According to Comcast and the MIT and CAIDA scientists, Netflix could have eliminated the congestion overnight by shifting traffic to uncongested routes on which Comcast had capacity. This would have solved the service problem, but would have cost Netflix some of the profits it was saving by avoiding commercial CDNs.
Instead of solving the problem, Netflix decided to spin it. Netflix published “ISP speed rankings” to provide “monthly insight into which ISPs deliver the best Netflix experience.” But these rankings were skewed to shift blame off Netflix’s own choices and onto ISPs. In August 2013, for example, Netflix published a regional speed ranking purporting to show average speeds for Netflix on Boston’s RCN network outperformed Comcast and other ISPs as much as 70 percent. Notably, Netflix didn’t mention that it directly connected its CDN to RCN in Boston and avoided the settlement-free routes it used with Comcast.
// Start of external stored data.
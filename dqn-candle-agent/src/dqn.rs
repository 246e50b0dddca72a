//! DQN agent.
mod base;
mod config;
mod model;
pub use base::{Dqn, GRAD_CLIP_NORM};
pub use config::DqnConfig;
pub use model::DqnModel;
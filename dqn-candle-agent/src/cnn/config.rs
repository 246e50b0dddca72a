use crate::util::OutDim;
use serde::{Deserialize, Serialize};

fn default_frame_size() -> i64 {
    84
}

#[derive(Debug, Deserialize, Serialize, PartialEq, Clone)]
/// Configuration of [`Cnn`](super::Cnn).
pub struct CnnConfig {
    /// The number of stacked frames, the channels of the input.
    pub n_stack: i64,

    /// The number of actions.
    pub out_dim: i64,

    /// Height of a frame.
    #[serde(default = "default_frame_size")]
    pub height: i64,

    /// Width of a frame.
    #[serde(default = "default_frame_size")]
    pub width: i64,
}

impl CnnConfig {
    /// Constructs [`CnnConfig`] for 84x84 frames.
    pub fn new(n_stack: i64, out_dim: i64) -> Self {
        Self {
            n_stack,
            out_dim,
            height: default_frame_size(),
            width: default_frame_size(),
        }
    }

    /// Sets the frame size.
    pub fn frame_size(mut self, height: i64, width: i64) -> Self {
        self.height = height;
        self.width = width;
        self
    }

    /// Returns the number of features after the convolutional layers.
    pub(super) fn flattened_dim(&self) -> i64 {
        let out = |x: i64, kernel: i64, stride: i64| (x - kernel) / stride + 1;
        let h = out(out(out(self.height, 8, 4), 4, 2), 3, 1);
        let w = out(out(out(self.width, 8, 4), 4, 2), 3, 1);
        64 * h * w
    }
}

impl OutDim for CnnConfig {
    fn get_out_dim(&self) -> i64 {
        self.out_dim
    }

    fn set_out_dim(&mut self, v: i64) {
        self.out_dim = v;
    }
}

#[cfg(test)]
mod tests {
    use super::*;

    #[test]
    fn test_flattened_dim() {
        assert_eq!(CnnConfig::new(4, 4).flattened_dim(), 3136);
        assert_eq!(CnnConfig::new(4, 4).frame_size(36, 36).flattened_dim(), 64);
    }
}
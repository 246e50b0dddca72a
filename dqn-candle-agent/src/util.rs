//! Utilities.
use anyhow::{anyhow, Result};
use candle_core::{backprop::GradStore, Var};
use candle_nn::VarMap;
use log::trace;

/// Interface for handling output dimensions.
pub trait OutDim {
    /// Returns the output dimension.
    fn get_out_dim(&self) -> i64;

    /// Sets the  output dimension.
    fn set_out_dim(&mut self, v: i64);
}

/// Copies every variable of `src` into the variable of the same name in `dest`.
///
/// The copy is by value; later updates of `src` do not affect `dest`.
pub fn hard_update(dest: &VarMap, src: &VarMap) -> Result<()> {
    trace!("dest");
    let dest = dest
        .data()
        .lock()
        .map_err(|_| anyhow!("Failed to lock the destination variables"))?;
    trace!("src");
    let src = src
        .data()
        .lock()
        .map_err(|_| anyhow!("Failed to lock the source variables"))?;

    for (k_dest, v_dest) in dest.iter() {
        let v_src = src
            .get(k_dest)
            .ok_or_else(|| anyhow!("Variable {} is missing in the source", k_dest))?;
        v_dest.set(&v_src.as_tensor().detach())?;
    }

    Ok(())
}

/// Rescales the gradients of `vars` so that their global L2 norm is at most
/// `max_norm`.
///
/// Returns the norm before clipping. Non-finite norms are returned unchanged
/// and the gradients are left as they are.
pub fn clip_grad_norm(grads: &mut GradStore, vars: &[Var], max_norm: f64) -> Result<f32> {
    let norm = grad_norm(grads, vars)?;

    if norm.is_finite() && norm as f64 > max_norm {
        let coef = max_norm / (norm as f64 + 1e-6);
        for var in vars {
            let clipped = match grads.get(var.as_tensor()) {
                Some(g) => (g * coef)?,
                None => continue,
            };
            grads.insert(var.as_tensor(), clipped);
        }
    }

    Ok(norm)
}

/// Returns the global L2 norm of the gradients of `vars`.
pub fn grad_norm(grads: &GradStore, vars: &[Var]) -> Result<f32> {
    let mut sum_sq = 0f32;
    for var in vars {
        if let Some(g) = grads.get(var.as_tensor()) {
            sum_sq += g.sqr()?.sum_all()?.to_scalar::<f32>()?;
        }
    }
    Ok(sum_sq.sqrt())
}

#[cfg(test)]
mod tests {
    use super::*;
    use candle_core::{DType, Device, Tensor};
    use candle_nn::Init;

    fn varmap(values: &[f32]) -> Result<VarMap> {
        let vm = VarMap::new();
        let init = Init::Randn {
            mean: 0.0,
            stdev: 1.0,
        };
        vm.get((values.len(),), "var1", init, DType::F32, &Device::Cpu)?;
        let t = Tensor::from_slice(values, (values.len(),), &Device::Cpu)?;
        vm.data().lock().unwrap().get("var1").unwrap().set(&t)?;
        Ok(vm)
    }

    #[test]
    fn test_hard_update_copies_values() -> Result<()> {
        let vm_src = varmap(&[1.0, 2.0, 3.0])?;
        let vm_dest = varmap(&[4.0, 5.0, 6.0])?;
        hard_update(&vm_dest, &vm_src)?;

        let get = |vm: &VarMap| -> Vec<f32> {
            vm.data().lock().unwrap()["var1"]
                .as_tensor()
                .to_vec1::<f32>()
                .unwrap()
        };
        assert_eq!(get(&vm_dest), vec![1.0, 2.0, 3.0]);

        // Later updates of the source do not propagate.
        let t = Tensor::from_slice(&[7.0f32, 8.0, 9.0], (3,), &Device::Cpu)?;
        vm_src.data().lock().unwrap()["var1"].set(&t)?;
        assert_eq!(get(&vm_dest), vec![1.0, 2.0, 3.0]);
        Ok(())
    }

    #[test]
    fn test_clip_grad_norm() -> Result<()> {
        let w = Var::from_slice(&[1.0f32, -2.0, 3.0], (3,), &Device::Cpu)?;
        let b = Var::from_slice(&[0.5f32], (1,), &Device::Cpu)?;
        let vars = vec![w.clone(), b.clone()];

        // loss = 1000 * (sum(w^2) + b^2), gradient = 2000 * params
        let loss = ((w.as_tensor().sqr()?.sum_all()? + b.as_tensor().sqr()?.sum_all()?)? * 1000.0)?;
        let mut grads = loss.backward()?;

        let before = clip_grad_norm(&mut grads, &vars, 5.0)?;
        let expected = 2000.0 * (1.0f32 + 4.0 + 9.0 + 0.25).sqrt();
        assert!((before - expected).abs() / expected < 1e-4);

        let after = grad_norm(&grads, &vars)?;
        assert!(after <= 5.0 + 1e-4);
        assert!(after > 4.99);
        Ok(())
    }

    #[test]
    fn test_clip_grad_norm_small_is_untouched() -> Result<()> {
        let w = Var::from_slice(&[0.1f32, 0.2], (2,), &Device::Cpu)?;
        let vars = vec![w.clone()];
        let loss = w.as_tensor().sum_all()?;
        let mut grads = loss.backward()?;

        let before = clip_grad_norm(&mut grads, &vars, 5.0)?;
        assert!((before - 2f32.sqrt()).abs() < 1e-6);
        assert_eq!(grads.get(w.as_tensor()).unwrap().to_vec1::<f32>()?, vec![1.0, 1.0]);
        Ok(())
    }
}
use itertools::Itertools;
use log::{info, warn};
use serde::{Deserialize, Serialize};
use std::path::{Path, PathBuf};

use crate::{
    components::raster::{
        data::RasterData,
        dataset::{check_grid, RasterDataset},
        open_raster, OpenRasterOptions, RasterArray,
    },
    errors::{HydrioError, Result},
};

/// Files to combine, a glob pattern or explicit paths.
#[derive(Debug, Clone, PartialEq, Eq)]
pub enum RasterSources {
    Pattern(String),
    Paths(Vec<PathBuf>),
}

impl From<&str> for RasterSources {
    fn from(value: &str) -> Self {
        RasterSources::Pattern(value.to_string())
    }
}

impl From<String> for RasterSources {
    fn from(value: String) -> Self {
        RasterSources::Pattern(value)
    }
}

impl From<Vec<PathBuf>> for RasterSources {
    fn from(value: Vec<PathBuf>) -> Self {
        RasterSources::Paths(value)
    }
}

impl From<&[PathBuf]> for RasterSources {
    fn from(value: &[PathBuf]) -> Self {
        RasterSources::Paths(value.to_vec())
    }
}

impl RasterSources {
    /// Sorted matches of a pattern, or the paths as given.
    fn resolve(&self) -> Result<Vec<PathBuf>> {
        match self {
            RasterSources::Pattern(pattern) => {
                let mut paths = Vec::new();
                for entry in glob::glob(pattern)? {
                    match entry {
                        Ok(path) => paths.push(path),
                        Err(err) => warn!("skipping unreadable match: {err}"),
                    }
                }
                paths.sort();
                Ok(paths)
            }
            RasterSources::Paths(paths) => Ok(paths.clone()),
        }
    }

    /// Fixed file name part before the first wildcard of a pattern.
    fn pattern_prefix(&self) -> Option<String> {
        match self {
            RasterSources::Pattern(pattern) => Path::new(pattern)
                .file_name()
                .and_then(|name| name.to_str())
                .filter(|name| name.contains('*'))
                .and_then(|name| name.split('*').next())
                .filter(|prefix| !prefix.is_empty())
                .map(String::from),
            RasterSources::Paths(_) => None,
        }
    }

    fn describe(&self) -> String {
        match self {
            RasterSources::Pattern(pattern) => pattern.clone(),
            RasterSources::Paths(paths) => paths.iter().map(|path| path.display()).join(", "),
        }
    }
}

/// Options of [open_mfraster].
#[derive(Debug, Clone, Serialize, Deserialize)]
#[serde(default)]
pub struct MfRasterOptions {
    /// Stack all files into one variable along `concat_dim`.
    pub concat: bool,
    pub concat_dim: String,
    /// Removed from file stems when naming variables or finding indexes.
    /// Defaults to the text before the first `*` of a pattern.
    pub prefix: Option<String>,
    pub suffix: Option<String>,
    pub mask_nodata: bool,
    pub nodata: Option<f64>,
}

impl Default for MfRasterOptions {
    fn default() -> Self {
        Self {
            concat: false,
            concat_dim: "dim0".into(),
            prefix: None,
            suffix: None,
            mask_nodata: false,
            nodata: None,
        }
    }
}

fn parse_digits(s: &str) -> Option<i64> {
    if !s.is_empty() && s.chars().all(|c| c.is_ascii_digit()) {
        s.parse().ok()
    } else {
        None
    }
}

fn split_file_name(path: &Path) -> (String, Option<String>) {
    let file_name = path
        .file_name()
        .and_then(|name| name.to_str())
        .unwrap_or_default();
    let mut parts = file_name.split('.');
    let stem = parts.next().unwrap_or_default().to_string();
    (stem, parts.next().map(String::from))
}

/// Position of a file along the concat dimension: the number after the last `_`,
/// a numeric extension, the stem without prefix, or the file order.
fn concat_index(path: &Path, position: usize, prefix: Option<&str>) -> i64 {
    let (stem, extension) = split_file_name(path);
    stem.rsplit_once('_')
        .and_then(|(_, last)| parse_digits(last))
        .or_else(|| extension.as_deref().and_then(parse_digits))
        .or_else(|| {
            prefix
                .and_then(|prefix| stem.strip_prefix(prefix))
                .and_then(parse_digits)
        })
        .unwrap_or(position as i64)
}

fn variable_name(path: &Path, prefix: Option<&str>, suffix: Option<&str>) -> String {
    let (stem, _) = split_file_name(path);
    let stem = prefix
        .and_then(|prefix| stem.strip_prefix(prefix))
        .unwrap_or(&stem);
    suffix
        .and_then(|suffix| stem.strip_suffix(suffix))
        .unwrap_or(stem)
        .to_string()
}

fn concat_name(path: &Path, suffix: Option<&str>) -> String {
    let (stem, _) = split_file_name(path);
    let stem = suffix
        .and_then(|suffix| stem.strip_suffix(suffix))
        .unwrap_or(&stem);
    match stem.rsplit_once('_') {
        Some((head, last)) if parse_digits(last).is_some() => head.to_string(),
        _ => stem.to_string(),
    }
}

/// Opens several rasters on the same grid as one [RasterDataset].
pub fn open_mfraster(
    sources: impl Into<RasterSources>,
    options: &MfRasterOptions,
) -> Result<RasterDataset> {
    let sources = sources.into();
    let paths = sources.resolve()?;
    if paths.is_empty() {
        return Err(HydrioError::NoFilesToOpen(sources.describe()));
    }
    let open_options = OpenRasterOptions {
        mask_nodata: options.mask_nodata,
        nodata: options.nodata,
        ..Default::default()
    };
    let pattern_prefix = sources.pattern_prefix();
    let prefix = options.prefix.as_deref().or(pattern_prefix.as_deref());
    let suffix = options.suffix.as_deref();

    let mut layers: Vec<(i64, RasterArray)> = Vec::with_capacity(paths.len());
    for (position, path) in paths.iter().enumerate() {
        let raster = open_raster(path, &open_options)?;
        if let Some((_, reference)) = layers.first() {
            check_grid(reference, &raster, &path.display().to_string())?;
        }
        if options.concat {
            if raster.band_count() != 1 {
                return Err(HydrioError::MultiBandConcat {
                    path: path.clone(),
                    bands: raster.band_count(),
                });
            }
            layers.push((concat_index(path, position, prefix), raster));
        } else {
            let name = variable_name(path, prefix, suffix);
            layers.push((position as i64, raster.with_name(name)));
        }
    }

    let dataset = if options.concat {
        layers.sort_by_key(|(index, _)| *index);
        let name = concat_name(&paths[0], suffix);
        let coords = layers.iter().map(|(index, _)| *index).collect();
        let parts: Vec<RasterData> = layers.iter().map(|(_, raster)| raster.data().clone()).collect();
        let (_, reference) = &layers[0];
        let stacked = RasterArray::init(
            Some(name),
            RasterData::concatenate(&parts)?,
            *reference.transform(),
            reference.crs().cloned(),
            reference.nodata(),
            reference.tags().clone(),
        )
        .with_band_dim(options.concat_dim.clone(), coords)?;
        RasterDataset::from_arrays([stacked])?
    } else {
        RasterDataset::from_arrays(layers.into_iter().map(|(_, raster)| raster))?
    };
    info!(
        "opened {} file(s) from {} as {:?}",
        paths.len(),
        sources.describe(),
        dataset.vars()
    );
    Ok(dataset)
}

#[cfg(test)]
mod tests {
    use super::*;
    use rstest::rstest;

    #[rstest]
    #[case("test_3.tif", 7, None, 3)]
    #[case("a_b_3.tif", 7, None, 3)]
    #[case("test.002", 7, None, 2)]
    #[case("test12.tif", 7, Some("test"), 12)]
    #[case("test.tif", 7, None, 7)]
    fn index_along_concat_dim(
        #[case] path: &str,
        #[case] position: usize,
        #[case] prefix: Option<&str>,
        #[case] expected: i64,
    ) {
        assert_eq!(concat_index(Path::new(path), position, prefix), expected);
    }

    #[test]
    fn names() {
        let path = Path::new("dir/pre_elevation_post.tif");
        assert_eq!(variable_name(path, Some("pre_"), Some("_post")), "elevation");
        assert_eq!(variable_name(path, None, None), "pre_elevation_post");
        assert_eq!(concat_name(Path::new("test_1.tif"), None), "test");
        assert_eq!(concat_name(Path::new("flow_dir_12.tif"), None), "flow_dir");
        assert_eq!(concat_name(Path::new("precip00.001"), None), "precip00");
    }

    #[rstest]
    #[case(RasterSources::from("data/_test_*.tif"), Some("_test_"))]
    #[case(RasterSources::from("data/*.tif"), None)]
    #[case(RasterSources::from("data/elevation.tif"), None)]
    #[case(RasterSources::from(vec![PathBuf::from("data/_test_a.tif")]), None)]
    fn prefix_from_pattern(#[case] sources: RasterSources, #[case] expected: Option<&str>) {
        assert_eq!(sources.pattern_prefix().as_deref(), expected);
    }

    #[test]
    fn no_files() {
        let err = open_mfraster("missing_pattern*.tiffff", &MfRasterOptions::default()).unwrap_err();
        assert_eq!(err.to_string(), "no files to open: missing_pattern*.tiffff");
    }
}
In February 2014, a few weeks after a federal court overturned the FCC’s Net neutrality rules, and the same month Comcast announced its merger with Time Warner Cable, one Net neutrality advocate leaped to the conclusion that Comcast was “definitely throttling Netflix.” When Netflix was asked to comment on the allegation, it didn’t mention its Internet routing decisions. Instead, Netflix fueled speculation on “throttling” by referring to its ISP speed rankings and claiming that Comcast’s Netflix speeds had been dropping for months.
This polluted the important debate over net neutrality. While Netflix included the disclaimer that its rankings are affected by many factors, it argued that these “cancel out when comparing across ISPs.” But that’s not true when the difference is caused by decisions within Netflix’s control.